Tarleton information resources are strategic assets which, as property of the State of Texas, must be managed as valuable state resources in accordance with Texas Government Code Chapter 2054. The purpose of this standard is to describe the requirements for ensuring that each user of university information resources receives adequate training related to information security issues. This standard applies to all users of Tarleton State University information resources, including, but not limited to: full-time employees (faculty and staff), student workers, third-party contractors, vendors, Tarleton Today teachers, etc..

The assessment of potential risks and the application of appropriate mitigation measures will be determined by the information resource owner or their designee. In accordance with Texas Administrative Code (TAC) Chapter 202 ‐ Information Security Standards, each department and/or resource owner may elect not to implement some or all of the risk mitigation measures provided in this standard based on information security risk management decisions and business functions. Such risk management decisions must be documented and reported to the designated information security officer.

Please see the Tarleton Security Controls Catalog, specifically the Awareness and Training (AT) family, for additional information and requirements.
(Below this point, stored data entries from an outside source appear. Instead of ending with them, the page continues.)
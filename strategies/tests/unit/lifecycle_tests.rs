//! Lifecycle shell and manager tests against a live core with the
//! simulated venue

use common::config::{DispatcherConfig, RiskLimits, StrategySettings};
use common::events::{Event, EventKind, SystemEvent};
use common::types::{MarketData, Order, OrderId, OrderStatus, Side, StrategyState};
use engine::{ExecutionCore, SimVenue, VenueAdapter};
use parking_lot::Mutex;
use std::sync::atomic::{AtomicUsize, Ordering};
use std::sync::Arc;
use std::time::{Duration, Instant};
use strategies::{StrategyContext, StrategyHandle, StrategyLogic, StrategyManager};

fn wait_until(mut cond: impl FnMut() -> bool, timeout: Duration) -> bool {
    let deadline = Instant::now() + timeout;
    while Instant::now() < deadline {
        if cond() {
            return true;
        }
        std::thread::sleep(Duration::from_millis(2));
    }
    cond()
}

#[derive(Clone, Default)]
struct ProbeState {
    ticks: Arc<AtomicUsize>,
    orders: Arc<Mutex<Vec<OrderId>>>,
}

/// Configurable probe logic for shell behavior tests
struct Probe {
    state: ProbeState,
    fail_ticks: bool,
    order_on_first_tick: Option<Order>,
    venue: String,
}

impl Probe {
    fn passive(state: ProbeState) -> Self {
        Self {
            state,
            fail_ticks: false,
            order_on_first_tick: None,
            venue: "sim".to_string(),
        }
    }

    fn failing(state: ProbeState) -> Self {
        Self {
            fail_ticks: true,
            ..Self::passive(state)
        }
    }

    fn ordering(state: ProbeState, order: Order) -> Self {
        Self {
            order_on_first_tick: Some(order),
            ..Self::passive(state)
        }
    }
}

impl StrategyLogic for Probe {
    fn on_initialize(&mut self, _ctx: &StrategyContext) -> anyhow::Result<()> {
        Ok(())
    }
    fn on_start(&mut self, _ctx: &StrategyContext) -> anyhow::Result<()> {
        Ok(())
    }
    fn on_stop(&mut self, _ctx: &StrategyContext) -> anyhow::Result<()> {
        Ok(())
    }
    fn on_market_data(&mut self, ctx: &StrategyContext, _data: &MarketData) -> anyhow::Result<()> {
        let tick = self.state.ticks.fetch_add(1, Ordering::SeqCst);
        if self.fail_ticks {
            anyhow::bail!("probe tick failure");
        }
        if tick == 0 {
            if let Some(order) = self.order_on_first_tick.take() {
                let order_id = ctx.submit(order, &self.venue)?;
                self.state.orders.lock().push(order_id);
            }
        }
        Ok(())
    }
}

fn setup() -> (Arc<ExecutionCore>, Arc<SimVenue>) {
    let core = ExecutionCore::new(&DispatcherConfig::default(), RiskLimits::default());
    let venue = Arc::new(SimVenue::new("sim", 100_000.0));
    core.register_venue(venue.clone());
    core.start().expect("core starts");
    (core, venue)
}

fn settings() -> StrategySettings {
    StrategySettings {
        symbols: vec!["BTCUSDT".to_string()],
        venues: vec!["sim".to_string()],
        params: Default::default(),
    }
}

#[test]
fn illegal_transitions_are_rejected() {
    let (core, _venue) = setup();
    let state = ProbeState::default();
    let handle = StrategyHandle::new("probe", settings(), &core, Box::new(Probe::passive(state)));

    assert_eq!(handle.state(), StrategyState::Created);
    assert!(handle.start().is_err(), "start before initialize");
    assert!(handle.stop().is_err(), "stop before running");
    assert!(handle.cleanup().is_err(), "cleanup before terminal");

    handle.initialize().unwrap();
    assert_eq!(handle.state(), StrategyState::Initialized);
    assert!(handle.initialize().is_err(), "double initialize");

    handle.start().unwrap();
    assert_eq!(handle.state(), StrategyState::Running);
    assert!(handle.start().is_err(), "double start");

    handle.stop().unwrap();
    assert_eq!(handle.state(), StrategyState::Stopped);
    // Two stops equal one: the second is an invalid transition, state holds
    assert!(handle.stop().is_err());
    assert_eq!(handle.state(), StrategyState::Stopped);

    handle.cleanup().unwrap();
    // A stopped strategy can go around again
    handle.initialize().unwrap();
    assert_eq!(handle.state(), StrategyState::Initialized);
    core.stop();
}

#[test]
fn running_strategy_receives_subscribed_ticks() {
    let (core, venue) = setup();
    let state = ProbeState::default();
    let handle = StrategyHandle::new(
        "probe",
        settings(),
        &core,
        Box::new(Probe::passive(state.clone())),
    );
    handle.initialize().unwrap();
    handle.start().unwrap();
    assert_eq!(venue.subscribed_symbols(), vec!["BTCUSDT".to_string()]);

    venue.push_tick("BTCUSDT", 50_000.0, 49_990.0, 50_010.0);
    venue.push_tick("BTCUSDT", 50_100.0, 50_090.0, 50_110.0);
    assert!(wait_until(
        || state.ticks.load(Ordering::SeqCst) == 2,
        Duration::from_secs(2)
    ));

    handle.stop().unwrap();
    assert!(venue.subscribed_symbols().is_empty(), "stop unsubscribes");

    // Ticks after stop are not delivered
    venue.push_tick("BTCUSDT", 50_200.0, 50_190.0, 50_210.0);
    std::thread::sleep(Duration::from_millis(50));
    assert_eq!(state.ticks.load(Ordering::SeqCst), 2);
    core.stop();
}

#[test]
fn hook_failure_faults_and_publishes() {
    let (core, venue) = setup();
    let faulted = Arc::new(AtomicUsize::new(0));
    let sink = faulted.clone();
    core.subscribe_events(
        EventKind::System,
        Arc::new(move |event: &Event| {
            if matches!(event, Event::System(SystemEvent::StrategyFaulted { .. })) {
                sink.fetch_add(1, Ordering::SeqCst);
            }
            Ok(())
        }),
    );

    let state = ProbeState::default();
    let handle = StrategyHandle::new(
        "probe",
        settings(),
        &core,
        Box::new(Probe::failing(state.clone())),
    );
    handle.initialize().unwrap();
    handle.start().unwrap();

    venue.push_tick("BTCUSDT", 50_000.0, 49_990.0, 50_010.0);
    assert!(wait_until(
        || handle.state() == StrategyState::Error,
        Duration::from_secs(2)
    ));
    assert!(wait_until(
        || faulted.load(Ordering::SeqCst) == 1,
        Duration::from_secs(2)
    ));

    // The faulted strategy no longer receives events
    venue.push_tick("BTCUSDT", 50_100.0, 50_090.0, 50_110.0);
    std::thread::sleep(Duration::from_millis(50));
    assert_eq!(state.ticks.load(Ordering::SeqCst), 1);

    // ERROR is terminal for everything except cleanup
    assert!(handle.start().is_err());
    assert!(handle.initialize().is_err());
    handle.cleanup().unwrap();
    core.stop();
}

#[test]
fn fills_of_own_orders_move_positions() {
    let (core, venue) = setup();
    let state = ProbeState::default();
    let handle = StrategyHandle::new(
        "probe",
        settings(),
        &core,
        Box::new(Probe::ordering(
            state.clone(),
            Order::market("BTCUSDT", Side::Buy, 0.1),
        )),
    );
    handle.initialize().unwrap();
    handle.start().unwrap();

    venue.push_tick("BTCUSDT", 50_000.0, 49_990.0, 50_010.0);
    assert!(wait_until(
        || {
            handle
                .positions()
                .iter()
                .any(|p| p.symbol == "BTCUSDT" && (p.volume - 0.1).abs() < 1e-12)
        },
        Duration::from_secs(2)
    ));
    let position = handle
        .positions()
        .into_iter()
        .find(|p| p.symbol == "BTCUSDT")
        .unwrap();
    assert!((position.average_price - 50_000.0).abs() < 1e-9);

    handle.stop().unwrap();
    core.stop();
}

#[test]
fn stop_cancels_resting_orders() {
    let (core, venue) = setup();
    let state = ProbeState::default();
    // A deep bid that can never fill during the test
    let handle = StrategyHandle::new(
        "probe",
        settings(),
        &core,
        Box::new(Probe::ordering(
            state.clone(),
            Order::limit("BTCUSDT", Side::Buy, 10_000.0, 0.1),
        )),
    );
    handle.initialize().unwrap();
    handle.start().unwrap();

    venue.push_tick("BTCUSDT", 50_000.0, 49_990.0, 50_010.0);
    assert!(wait_until(
        || !state.orders.lock().is_empty(),
        Duration::from_secs(2)
    ));
    let order_id = state.orders.lock()[0].clone();
    assert_eq!(venue.order_status(&order_id).unwrap(), OrderStatus::Pending);

    handle.stop().unwrap();
    assert_eq!(
        venue.order_status(&order_id).unwrap(),
        OrderStatus::Cancelled,
        "stop cancels locally-tracked orders"
    );
    core.stop();
}

#[test]
fn manager_drives_the_group() {
    let (core, _venue) = setup();
    let manager = StrategyManager::new();
    for name in ["alpha", "beta"] {
        let handle = StrategyHandle::new(
            name,
            settings(),
            &core,
            Box::new(Probe::passive(ProbeState::default())),
        );
        manager.register(handle);
    }
    let mut names = manager.names();
    names.sort();
    assert_eq!(names, vec!["alpha".to_string(), "beta".to_string()]);

    manager.start_all();
    assert_eq!(manager.status("alpha"), Some(StrategyState::Running));
    assert_eq!(manager.status("beta"), Some(StrategyState::Running));

    manager.stop_all();
    assert_eq!(manager.status("alpha"), Some(StrategyState::Stopped));
    assert_eq!(manager.status("beta"), Some(StrategyState::Stopped));

    manager.unregister("alpha");
    assert_eq!(manager.status("alpha"), None);
    core.stop();
}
Procedures and Responsibilities

The Security Awareness Training Policy and associated controls, in the Tarleton Security Controls Catalog, specifically the Awareness and Training (AT) family, are implemented to ensure compliance with the Texas Department of Information Resources (DIR) Security Control Standards Catalog as required by Title 1 Texas Administrative Code §202.76, §202.74, Texas Government Code §2054.519, §2054.5191, §2054.5192, Texas A&M University System (TAMUS) Regulation 29.01.03, Information Security, and Tarleton’s Rule 29.01.99.T1, Information Resources.
As stated in Tarleton Security Control AT-2, Literacy Training and Awareness, all Tarleton employees who use information resources and third-party vendors that require a Tarleton account are required to comply with the policy and procedures related to Information Security Awareness (ISA) training and must acknowledge they have read, understand, and will comply with university requirements regarding computer security policies and procedures.
- Tarleton employees must complete ISA training within 30 days of their hire date.
- Third-party vendors and contractors requiring a Tarleton vendor account must complete training prior to receiving their account credentials.
- Tarleton requires employees and applicable third-party vendors to complete TAMUS and/or DIR approved ISA training annually.
Departments may require additional incidental, role-based training and require acknowledgement as determined by the department in accordance with Tarleton Security Control AT-3, Role-Based Training.
Departmental information technology personnel shall establish and maintain a process to communicate new security program information, security bulletin information, and security items of interest to departmental personnel, as needed.

Definitions

Information Resources (IR): the standards, equipment, and software that are designed, employed, operated, and maintained to collect, record, process, store, retrieve, display, and transmit information or data.

Information Security Officer (ISO) / Chief Information Security Officer (CISO): responsible for administering the information security functions within the university and reports to the information resources manager (IRM).

Owner of an Information Resource: an entity responsible for a business function and for determining controls and access to information resources supporting that business function.